* [Requirement] Write out again, exactly, the lines below starting at the one with "let part = 10.0" and ending at the one with "let mut unit_q".

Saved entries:
######

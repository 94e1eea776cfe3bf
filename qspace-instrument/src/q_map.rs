//! Per-pixel time-of-flight to Q lookup tables.

use qspace_core::{QEventBatch, RawEventBatch, Vec3};

use crate::calibration::InstrumentCalibration;

/// Angstroms per (microsecond per meter): `lambda = ANGST_PER_US_PER_M * t / L`.
pub const ANGST_PER_US_PER_M: f64 = 3.956_058e-3;

/// Spectrum samples per Angstrom.
pub const SPECTRUM_STEPS_PER_ANGSTROM: f64 = 100.0;

/// Longest tabulated wavelength in Angstroms.
pub const MAX_SPECTRUM_WAVELENGTH: f64 = 50.0;

/// Incident-spectrum correction indexed by wavelength.
#[derive(Debug, Clone, PartialEq)]
pub struct IncidentSpectrum {
    weights: Vec<f64>,
}

impl IncidentSpectrum {
    /// Builds event weights from spectrum values sampled every 0.01 Angstrom.
    ///
    /// Positive values give a weight of `1 / value`; anything else leaves
    /// events unweighted.
    #[must_use]
    #[allow(
        clippy::cast_possible_truncation,
        clippy::cast_sign_loss
    )]
    pub fn from_values(values: &[f64]) -> Self {
        let len = (MAX_SPECTRUM_WAVELENGTH * SPECTRUM_STEPS_PER_ANGSTROM) as usize + 1;
        let weights = (0..len)
            .map(|i| match values.get(i) {
                Some(&v) if v > 0.0 => 1.0 / v,
                _ => 1.0,
            })
            .collect();
        Self { weights }
    }

    /// Weight for a wavelength; out-of-table wavelengths clamp to the ends.
    #[must_use]
    #[allow(
        clippy::cast_possible_truncation,
        clippy::cast_sign_loss
    )]
    pub fn weight(&self, wavelength: f64) -> f64 {
        let index = (wavelength * SPECTRUM_STEPS_PER_ANGSTROM).round();
        let index = if index.is_nan() || index < 0.0 {
            0
        } else {
            (index as usize).min(self.weights.len() - 1)
        };
        self.weights[index]
    }
}

/// Result of mapping one raw batch.
#[derive(Debug, Clone, Default, PartialEq)]
pub struct MappedBatch {
    pub events: QEventBatch,
    /// Events dropped for an invalid pixel id.
    pub skipped: usize,
}

/// Precomputed `|Q| * tof` and unit Q direction for every pixel.
///
/// The beam travels along +x. Times are in 100 ns ticks; the calibration
/// T0 shift (microseconds) is added before dividing. `|Q|` includes the
/// factor 2π.
#[derive(Debug, Clone)]
pub struct TofToQMap {
    first_id: u32,
    mag_q_times_tof: Vec<f64>,
    unit_q: Vec<Vec3>,
    total_path: Vec<f64>,
    t0: f64,
    spectrum: Option<IncidentSpectrum>,
}

impl TofToQMap {
    #[must_use]
    pub fn new(calibration: &InstrumentCalibration) -> Self {
        let part = 10.0 * 4.0 * std::f64::consts::PI / ANGST_PER_US_PER_M;
        let l1 = calibration.l1();
        let first_id = calibration.first_pixel_id();
        let n = calibration.num_pixels();

        let mut mag_q_times_tof = Vec::with_capacity(n);
        let mut unit_q = Vec::with_capacity(n);
        let mut total_path = Vec::with_capacity(n);
        for offset in 0..n {
            // every id in [first, first + n) has a location
            let position = u32::try_from(offset)
                .ok()
                .and_then(|o| calibration.pixel(first_id + o))
                .map_or(Vec3::X, |loc| loc.position);
            let l2 = position.length();
            let two_theta = (position.x / l2).clamp(-1.0, 1.0).acos();
            let direction = (position - Vec3::X * l2).normalized().unwrap_or_default();
            mag_q_times_tof.push(part * (l1 + l2) * (two_theta / 2.0).sin());
            unit_q.push(direction);
            total_path.push(l1 + l2);
        }

        Self {
            first_id,
            mag_q_times_tof,
            unit_q,
            total_path,
            t0: calibration.t0_shift() * 10.0,
            spectrum: calibration.spectrum().map(IncidentSpectrum::from_values),
        }
    }

    /// Replaces the incident-spectrum correction.
    #[must_use]
    pub fn with_spectrum(mut self, spectrum: Option<IncidentSpectrum>) -> Self {
        self.spectrum = spectrum;
        self
    }

    #[must_use]
    pub fn num_pixels(&self) -> usize {
        self.unit_q.len()
    }

    fn slot(&self, pixel_id: u32) -> Option<usize> {
        let slot = pixel_id.checked_sub(self.first_id)? as usize;
        (slot < self.unit_q.len()).then_some(slot)
    }

    /// Q vector of one event, or `None` for an invalid pixel id or a
    /// non-positive total time.
    #[must_use]
    pub fn q_of(&self, tof: u32, pixel_id: u32) -> Option<Vec3> {
        let slot = self.slot(pixel_id)?;
        let t = self.t0 + f64::from(tof);
        if t <= 0.0 {
            return None;
        }
        Some(self.unit_q[slot] * (self.mag_q_times_tof[slot] / t))
    }

    /// Wavelength in Angstroms of one event.
    #[must_use]
    pub fn wavelength(&self, tof: u32, pixel_id: u32) -> Option<f64> {
        let slot = self.slot(pixel_id)?;
        let t = (self.t0 + f64::from(tof)) / 10.0;
        Some(t * ANGST_PER_US_PER_M / self.total_path[slot])
    }

    /// Event weight from the incident spectrum; 1 without a spectrum.
    #[must_use]
    pub fn weight(&self, tof: u32, pixel_id: u32) -> f64 {
        match (&self.spectrum, self.wavelength(tof, pixel_id)) {
            (Some(spectrum), Some(lambda)) => spectrum.weight(lambda),
            _ => 1.0,
        }
    }

    /// Q vector and weight of one event.
    #[must_use]
    pub fn map_event(&self, tof: u32, pixel_id: u32) -> Option<(Vec3, f64)> {
        let q = self.q_of(tof, pixel_id)?;
        Some((q, self.weight(tof, pixel_id)))
    }

    /// Maps a raw batch, dropping events with invalid pixel ids.
    #[must_use]
    pub fn map_batch(&self, batch: &RawEventBatch) -> MappedBatch {
        let mut events = QEventBatch::with_capacity(batch.len());
        let mut skipped = 0;
        for event in batch.iter() {
            match self.map_event(event.tof, event.pixel_id) {
                Some((q, weight)) => events.push_weighted(q, weight),
                None => skipped += 1,
            }
        }
        MappedBatch { events, skipped }
    }
}

#[cfg(test)]
mod tests {
    use super::*;
    use crate::{DetectorGrid, Instrument};
    use approx::assert_relative_eq;

    /// A single pixel straight up (+y) at 0.5 m, 2θ = 90°.
    fn one_pixel() -> InstrumentCalibration {
        let grid = DetectorGrid::new(1, 1, 1, 0.01, 0.01, Vec3::Y * 0.5, Vec3::X, Vec3::Z).unwrap();
        InstrumentCalibration::new(Instrument::Topaz, 18.0, 0.0, vec![grid]).unwrap()
    }

    #[test]
    fn test_magnitude_and_direction() {
        let map = TofToQMap::new(&one_pixel());
        let tof = 100_000; // 10 ms
        let q = map.q_of(tof, 1).unwrap();

        let lambda = 10_000.0 * ANGST_PER_US_PER_M / 18.5;
        let expected = 4.0 * std::f64::consts::PI * (std::f64::consts::FRAC_PI_4).sin() / lambda;
        assert_relative_eq!(q.length(), expected, max_relative = 1e-12);
        // direction bisects -x and +y
        assert_relative_eq!(q.x, -q.y, max_relative = 1e-12);
        assert_relative_eq!(q.z, 0.0);
        assert_relative_eq!(map.wavelength(tof, 1).unwrap(), lambda, max_relative = 1e-12);
    }

    #[test]
    fn test_invalid_ids_skipped() {
        let map = TofToQMap::new(&one_pixel());
        assert!(map.q_of(100, 0).is_none());
        assert!(map.q_of(100, 2).is_none());
        assert!(map.q_of(0, 1).is_none());

        let batch: RawEventBatch = [(500, 1), (500, 0), (500, 7), (800, 1)]
            .into_iter()
            .map(|(tof, pixel_id)| qspace_core::RawEvent { tof, pixel_id })
            .collect();
        let mapped = map.map_batch(&batch);
        assert_eq!(mapped.events.len(), 2);
        assert_eq!(mapped.skipped, 2);
    }

    #[test]
    fn test_spectrum_weights() {
        let spectrum = IncidentSpectrum::from_values(&[0.0, 4.0, -1.0]);
        assert_relative_eq!(spectrum.weight(0.0), 1.0);
        assert_relative_eq!(spectrum.weight(0.01), 0.25);
        assert_relative_eq!(spectrum.weight(0.02), 1.0);
        assert_relative_eq!(spectrum.weight(-3.0), 1.0);
        assert_relative_eq!(spectrum.weight(1e9), 1.0);
    }
}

######

* [Solution to the exercise]
        let part = 10.0 * 4.0 * std::f64::consts::PI / ANGST_PER_US_PER_M;
        let l1 = calibration.l1();
        let first_id = calibration.first_pixel_id();
        let n = calibration.num_pixels();

        let mut mag_q_times_tof = Vec::with_capacity(n);
        let mut unit_q = Vec::with_capacity(n);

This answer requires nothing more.